Looking at the entries, say how many lines contain the string "Deserialize". Offer nothing besides the number.

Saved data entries
----
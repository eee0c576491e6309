//! Fixed-shape numeric features derived from a base16 palette.
//!
//! Every feature depends only on the 16 slot colors, so two extractions of
//! the same palette are bit-identical.

use crate::color::Hsl;
use crate::error::{KeyKind, UnknownKeyError};
use crate::palette::{Palette, Slot};
use serde::{Deserialize, Serialize};
use std::fmt;
use std::str::FromStr;

/// Named component of a [`FeatureVector`].
///
/// Declaration order is lexicographic by [`Feature::name`]; rule learning
/// iterates in this order, which makes its tie-break deterministic.
#[derive(Debug, Clone, Copy, PartialEq, Eq, PartialOrd, Ord, Hash, Serialize, Deserialize)]
#[serde(try_from = "String", into = "String")]
pub enum Feature {
    /// HSL lightness of `base00`.
    BgLightness,
    /// Lightness of `base05` minus lightness of `base00`.
    Contrast,
    /// Red vs brown.
    Dist08To0F,
    /// Orange vs yellow.
    Dist09To0A,
    /// Green vs cyan.
    Dist0BTo0C,
    /// Blue vs cyan.
    Dist0DTo0C,
    /// Blue vs purple.
    Dist0DTo0E,
    Hue0B,
    Hue0C,
    Hue0D,
    Sat08,
    /// Saturation of `base09` minus `base0A`.
    Sat09Vs0A,
    Sat0B,
    /// Saturation of `base0B` minus `base0C`.
    Sat0BVs0C,
    Sat0D,
    /// Fraction of accent slots with a warm hue.
    WarmRatio,
}

impl Feature {
    pub const ALL: [Feature; 16] = [
        Self::BgLightness,
        Self::Contrast,
        Self::Dist08To0F,
        Self::Dist09To0A,
        Self::Dist0BTo0C,
        Self::Dist0DTo0C,
        Self::Dist0DTo0E,
        Self::Hue0B,
        Self::Hue0C,
        Self::Hue0D,
        Self::Sat08,
        Self::Sat09Vs0A,
        Self::Sat0B,
        Self::Sat0BVs0C,
        Self::Sat0D,
        Self::WarmRatio,
    ];

    pub fn name(self) -> &'static str {
        match self {
            Self::BgLightness => "bg_lightness",
            Self::Contrast => "contrast",
            Self::Dist08To0F => "dist_08_0f",
            Self::Dist09To0A => "dist_09_0a",
            Self::Dist0BTo0C => "dist_0b_0c",
            Self::Dist0DTo0C => "dist_0d_0c",
            Self::Dist0DTo0E => "dist_0d_0e",
            Self::Hue0B => "hue_0b",
            Self::Hue0C => "hue_0c",
            Self::Hue0D => "hue_0d",
            Self::Sat08 => "sat_08",
            Self::Sat09Vs0A => "sat_09_vs_0a",
            Self::Sat0B => "sat_0b",
            Self::Sat0BVs0C => "sat_0b_vs_0c",
            Self::Sat0D => "sat_0d",
            Self::WarmRatio => "warm_ratio",
        }
    }

    fn index(self) -> usize {
        self as usize
    }
}

impl fmt::Display for Feature {
    fn fmt(&self, f: &mut fmt::Formatter<'_>) -> fmt::Result {
        f.write_str(self.name())
    }
}

impl FromStr for Feature {
    type Err = UnknownKeyError;

    fn from_str(s: &str) -> Result<Self, Self::Err> {
        let normalized = s.trim().to_ascii_lowercase();
        Self::ALL
            .iter()
            .copied()
            .find(|feature| feature.name() == normalized)
            .ok_or_else(|| UnknownKeyError::new(KeyKind::Feature, s))
    }
}

impl TryFrom<String> for Feature {
    type Error = UnknownKeyError;

    fn try_from(value: String) -> Result<Self, Self::Error> {
        value.parse()
    }
}

impl From<Feature> for String {
    fn from(value: Feature) -> Self {
        value.name().to_string()
    }
}

/// Feature values for one palette.
#[derive(Debug, Clone, Copy, PartialEq)]
pub struct FeatureVector {
    values: [f64; 16],
}

impl FeatureVector {
    pub fn extract(palette: &Palette) -> Self {
        let hsl = |slot: Slot| -> Hsl { palette.get(slot).to_hsl() };
        let dist = |a: Slot, b: Slot| palette.get(a).distance(palette.get(b));

        let warm = Slot::ACCENTS
            .iter()
            .filter(|slot| is_warm_hue(hsl(**slot).hue))
            .count();

        let mut values = [0.0; 16];
        let mut set = |feature: Feature, value: f64| values[feature.index()] = value;
        set(Feature::BgLightness, hsl(Slot::Base00).lightness);
        set(
            Feature::Contrast,
            hsl(Slot::Base05).lightness - hsl(Slot::Base00).lightness,
        );
        set(Feature::Dist08To0F, dist(Slot::Base08, Slot::Base0F));
        set(Feature::Dist09To0A, dist(Slot::Base09, Slot::Base0A));
        set(Feature::Dist0BTo0C, dist(Slot::Base0B, Slot::Base0C));
        set(Feature::Dist0DTo0C, dist(Slot::Base0D, Slot::Base0C));
        set(Feature::Dist0DTo0E, dist(Slot::Base0D, Slot::Base0E));
        set(Feature::Hue0B, hsl(Slot::Base0B).hue);
        set(Feature::Hue0C, hsl(Slot::Base0C).hue);
        set(Feature::Hue0D, hsl(Slot::Base0D).hue);
        set(Feature::Sat08, hsl(Slot::Base08).saturation);
        set(
            Feature::Sat09Vs0A,
            hsl(Slot::Base09).saturation - hsl(Slot::Base0A).saturation,
        );
        set(Feature::Sat0B, hsl(Slot::Base0B).saturation);
        set(
            Feature::Sat0BVs0C,
            hsl(Slot::Base0B).saturation - hsl(Slot::Base0C).saturation,
        );
        set(Feature::Sat0D, hsl(Slot::Base0D).saturation);
        set(
            Feature::WarmRatio,
            warm as f64 / Slot::ACCENTS.len() as f64,
        );

        Self { values }
    }

    pub fn get(&self, feature: Feature) -> f64 {
        self.values[feature.index()]
    }

    pub fn iter(&self) -> impl Iterator<Item = (Feature, f64)> + '_ {
        Feature::ALL.iter().map(move |f| (*f, self.get(*f)))
    }
}

impl Serialize for FeatureVector {
    fn serialize<S: serde::Serializer>(&self, serializer: S) -> Result<S::Ok, S::Error> {
        use serde::ser::SerializeMap;
        let mut map = serializer.serialize_map(Some(Feature::ALL.len()))?;
        for (feature, value) in self.iter() {
            map.serialize_entry(feature.name(), &value)?;
        }
        map.end()
    }
}

/// Hues in `[0, 60)` or `(300, 360]` count as warm.
fn is_warm_hue(hue: f64) -> bool {
    hue < 60.0 || hue > 300.0
}

#[cfg(test)]
mod tests {
    use super::*;
    use crate::color::Rgb;
    use crate::testsupport::{gruvbox_dark_hard, palette_with};

    #[test]
    fn feature_order_is_lexicographic_by_name() {
        let names: Vec<&str> = Feature::ALL.iter().map(|f| f.name()).collect();
        let mut sorted = names.clone();
        sorted.sort_unstable();
        assert_eq!(names, sorted);
    }

    #[test]
    fn feature_names_parse_back() {
        for feature in Feature::ALL {
            assert_eq!(feature.name().parse::<Feature>().unwrap(), feature);
        }
        assert!("dist_0b_0d".parse::<Feature>().is_err());
    }

    #[test]
    fn extraction_is_deterministic() {
        let palette = gruvbox_dark_hard();
        let a = FeatureVector::extract(&palette);
        let b = FeatureVector::extract(&palette);
        for feature in Feature::ALL {
            assert_eq!(a.get(feature).to_bits(), b.get(feature).to_bits());
        }
    }

    #[test]
    fn identical_green_and_cyan_have_zero_distance() {
        let green = Rgb::new(0x8e, 0xc0, 0x7c);
        let palette = palette_with(&[(Slot::Base0B, green), (Slot::Base0C, green)]);
        let features = FeatureVector::extract(&palette);
        assert_eq!(features.get(Feature::Dist0BTo0C), 0.0);
        assert_eq!(features.get(Feature::Sat0BVs0C), 0.0);
    }

    #[test]
    fn gruvbox_distances_match_hand_computation() {
        let features = FeatureVector::extract(&gruvbox_dark_hard());
        // b8bb26 vs 8ec07c: (42, -5, -86)
        let expected = (42.0f64 * 42.0 + 5.0 * 5.0 + 86.0 * 86.0).sqrt();
        assert!((features.get(Feature::Dist0BTo0C) - expected).abs() < 1e-9);
        // 83a598 vs 8ec07c: (-11, -27, 28)
        let expected = (11.0f64 * 11.0 + 27.0 * 27.0 + 28.0 * 28.0).sqrt();
        assert!((features.get(Feature::Dist0DTo0C) - expected).abs() < 1e-9);
    }

    #[test]
    fn warm_ratio_counts_red_orange_and_magenta_hues() {
        let palette = palette_with(&[
            (Slot::Base08, Rgb::new(255, 0, 0)),   // 0
            (Slot::Base09, Rgb::new(255, 128, 0)), // ~30
            (Slot::Base0A, Rgb::new(255, 255, 0)), // 60, not warm
            (Slot::Base0B, Rgb::new(0, 255, 0)),
            (Slot::Base0C, Rgb::new(0, 255, 255)),
            (Slot::Base0D, Rgb::new(0, 0, 255)),
            (Slot::Base0E, Rgb::new(128, 0, 255)), // ~270
            (Slot::Base0F, Rgb::new(255, 0, 128)), // ~330
        ]);
        let features = FeatureVector::extract(&palette);
        assert_eq!(features.get(Feature::WarmRatio), 3.0 / 8.0);
    }

    #[test]
    fn contrast_is_foreground_minus_background_lightness() {
        let palette = palette_with(&[
            (Slot::Base00, Rgb::new(0, 0, 0)),
            (Slot::Base05, Rgb::new(255, 255, 255)),
        ]);
        let features = FeatureVector::extract(&palette);
        assert_eq!(features.get(Feature::BgLightness), 0.0);
        assert_eq!(features.get(Feature::Contrast), 100.0);
    }

    #[test]
    fn serializes_as_named_map() {
        let features = FeatureVector::extract(&gruvbox_dark_hard());
        let value = serde_json::to_value(features).unwrap();
        let map = value.as_object().unwrap();
        assert_eq!(map.len(), 16);
        assert!(map.contains_key("dist_0b_0c"));
        assert!(map.contains_key("warm_ratio"));
    }
}
//! Shared test fixtures: temp dirs, reference palettes, and theme documents.

use crate::color::Rgb;
use crate::corpus::{ExtendedSource, LabeledTheme};
use crate::generator::RuleBasedGenerator;
use crate::palette::{ExtendedPalette, Palette, Slot};
use std::fs;
use std::path::{Path, PathBuf};
use std::sync::atomic::{AtomicU64, Ordering};
use std::time::{SystemTime, UNIX_EPOCH};

static TEST_DIR_COUNTER: AtomicU64 = AtomicU64::new(0);

/// Temporary directory fixture with best-effort cleanup.
#[derive(Debug)]
pub struct TestTempDir {
    path: PathBuf,
}

impl TestTempDir {
    /// Create a unique temporary directory with a readable prefix.
    pub fn new(prefix: &str) -> Self {
        let suffix = TEST_DIR_COUNTER.fetch_add(1, Ordering::Relaxed);
        let millis = SystemTime::now()
            .duration_since(UNIX_EPOCH)
            .unwrap_or_default()
            .as_millis();
        let dir = std::env::temp_dir().join(format!("paletteer-{prefix}-{millis}-{suffix}"));
        fs::create_dir_all(&dir).expect("failed to create temporary fixture directory");
        Self { path: dir }
    }

    pub fn path(&self) -> &Path {
        &self.path
    }

    pub fn child(&self, relative: &str) -> PathBuf {
        self.path.join(relative)
    }

    /// Write UTF-8 text to a child path, creating parent directories as needed.
    pub fn write_text(&self, relative: &str, content: &str) -> PathBuf {
        let path = self.child(relative);
        if let Some(parent) = path.parent() {
            fs::create_dir_all(parent).expect("failed to create parent directories for fixture");
        }
        fs::write(&path, content).expect("failed to write fixture file");
        path
    }

    /// Write `<id>/theme.yml` under the fixture root.
    pub fn write_theme(&self, id: &str, yaml: &str) -> PathBuf {
        self.write_text(&format!("{id}/theme.yml"), yaml)
    }
}

impl Drop for TestTempDir {
    fn drop(&mut self) {
        let _ = fs::remove_dir_all(&self.path);
    }
}

const GRUVBOX_DARK_HARD: [u32; 16] = [
    0x1d2021, 0x3c3836, 0x504945, 0x665c54, 0xbdae93, 0xd5c4a1, 0xebdbb2, 0xfbf1c7, 0xfb4934,
    0xfe8019, 0xfabd2f, 0xb8bb26, 0x8ec07c, 0x83a598, 0xd3869b, 0xd65d0e,
];

fn rgb(packed: u32) -> Rgb {
    Rgb::new((packed >> 16) as u8, (packed >> 8) as u8, packed as u8)
}

pub fn gruvbox_dark_hard() -> Palette {
    Palette::new(GRUVBOX_DARK_HARD.map(rgb))
}

/// Gruvbox dark hard with the given slots replaced.
pub fn palette_with(overrides: &[(Slot, Rgb)]) -> Palette {
    let base = gruvbox_dark_hard();
    Palette::from_slots(base.iter().map(|(slot, color)| {
        let color = overrides
            .iter()
            .find(|(s, _)| *s == slot)
            .map_or(color, |(_, c)| *c);
        (slot, color)
    }))
    .expect("every slot present")
}

/// A theme whose ground truth is exactly what the built-in rules produce.
pub fn labeled(id: &str, palette: Palette) -> LabeledTheme {
    let extended = RuleBasedGenerator::builtin().generate(&palette);
    LabeledTheme::new(id, palette).with_extended(extended, Some(ExtendedSource::Plugin))
}

/// A theme with a hand-picked partial ground truth.
pub fn labeled_with(id: &str, palette: Palette, extended: ExtendedPalette) -> LabeledTheme {
    LabeledTheme::new(id, palette).with_extended(extended, Some(ExtendedSource::Plugin))
}

/// Render a `theme.yml` document in the corpus layout.
pub fn theme_yaml(
    name: &str,
    palette: &Palette,
    source: Option<ExtendedSource>,
    extended: Option<&ExtendedPalette>,
) -> String {
    let mut out = format!("meta:\n  name: {name}\n  variant: dark\nbase16:\n");
    for (slot, color) in palette.iter() {
        out.push_str(&format!("  {slot}: \"{color}\"\n"));
    }
    if let Some(source) = source {
        out.push_str(&format!("extended_source: {source}\n"));
    }
    if let Some(extended) = extended {
        out.push_str("extended:\n");
        for (field, color) in extended.iter() {
            out.push_str(&format!("  {field}: \"{color}\"\n"));
        }
    }
    out
}

#[cfg(test)]
mod tests {
    use super::*;

    #[test]
    fn temp_dir_fixture_writes_and_resolves_paths() {
        let fixture = TestTempDir::new("fixture");
        let file = fixture.write_text("nested/file.txt", "hello");
        assert_eq!(fs::read_to_string(file).unwrap(), "hello");
    }

    #[test]
    fn palette_with_overrides_only_named_slots() {
        let red = Rgb::new(255, 0, 0);
        let p = palette_with(&[(Slot::Base0D, red)]);
        assert_eq!(p.get(Slot::Base0D), red);
        assert_eq!(p.get(Slot::Base08), gruvbox_dark_hard().get(Slot::Base08));
    }

    #[test]
    fn theme_yaml_lists_every_slot() {
        let text = theme_yaml("g", &gruvbox_dark_hard(), None, None);
        assert!(text.contains("  base00: \"#1d2021\"\n"));
        assert!(text.contains("  base0F: \"#d65d0e\"\n"));
        assert!(!text.contains("extended"));
    }
}
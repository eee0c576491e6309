use super::{load_corpus, load_generator};
use paletteer::config::Config;
use paletteer::corpus::{Corpus, LabeledTheme};
use paletteer::error::Error;
use paletteer::report::{self, Renderer};

fn find<'a>(corpus: &'a Corpus, id: &str) -> Result<&'a LabeledTheme, Error> {
    corpus
        .get(id)
        .ok_or_else(|| Error::UnknownTheme(id.to_string()))
}

pub(crate) fn run_preview(renderer: &Renderer, config: &Config, id: &str) -> Result<i32, Error> {
    let generator = load_generator(config)?;
    let corpus = load_corpus(config)?;
    let theme = find(&corpus, id)?;
    let decisions = generator.explain(theme.palette());
    renderer.print(&report::render_preview(
        theme.id(),
        theme.palette(),
        &decisions,
        theme.source(),
        renderer.color(),
    ));
    Ok(0)
}

pub(crate) fn run_features(renderer: &Renderer, config: &Config, id: &str) -> Result<i32, Error> {
    let corpus = load_corpus(config)?;
    let theme = find(&corpus, id)?;
    renderer.print(&report::render_features(
        theme.id(),
        &theme.features(),
        renderer.color(),
    ));
    Ok(0)
}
----
# Task response
2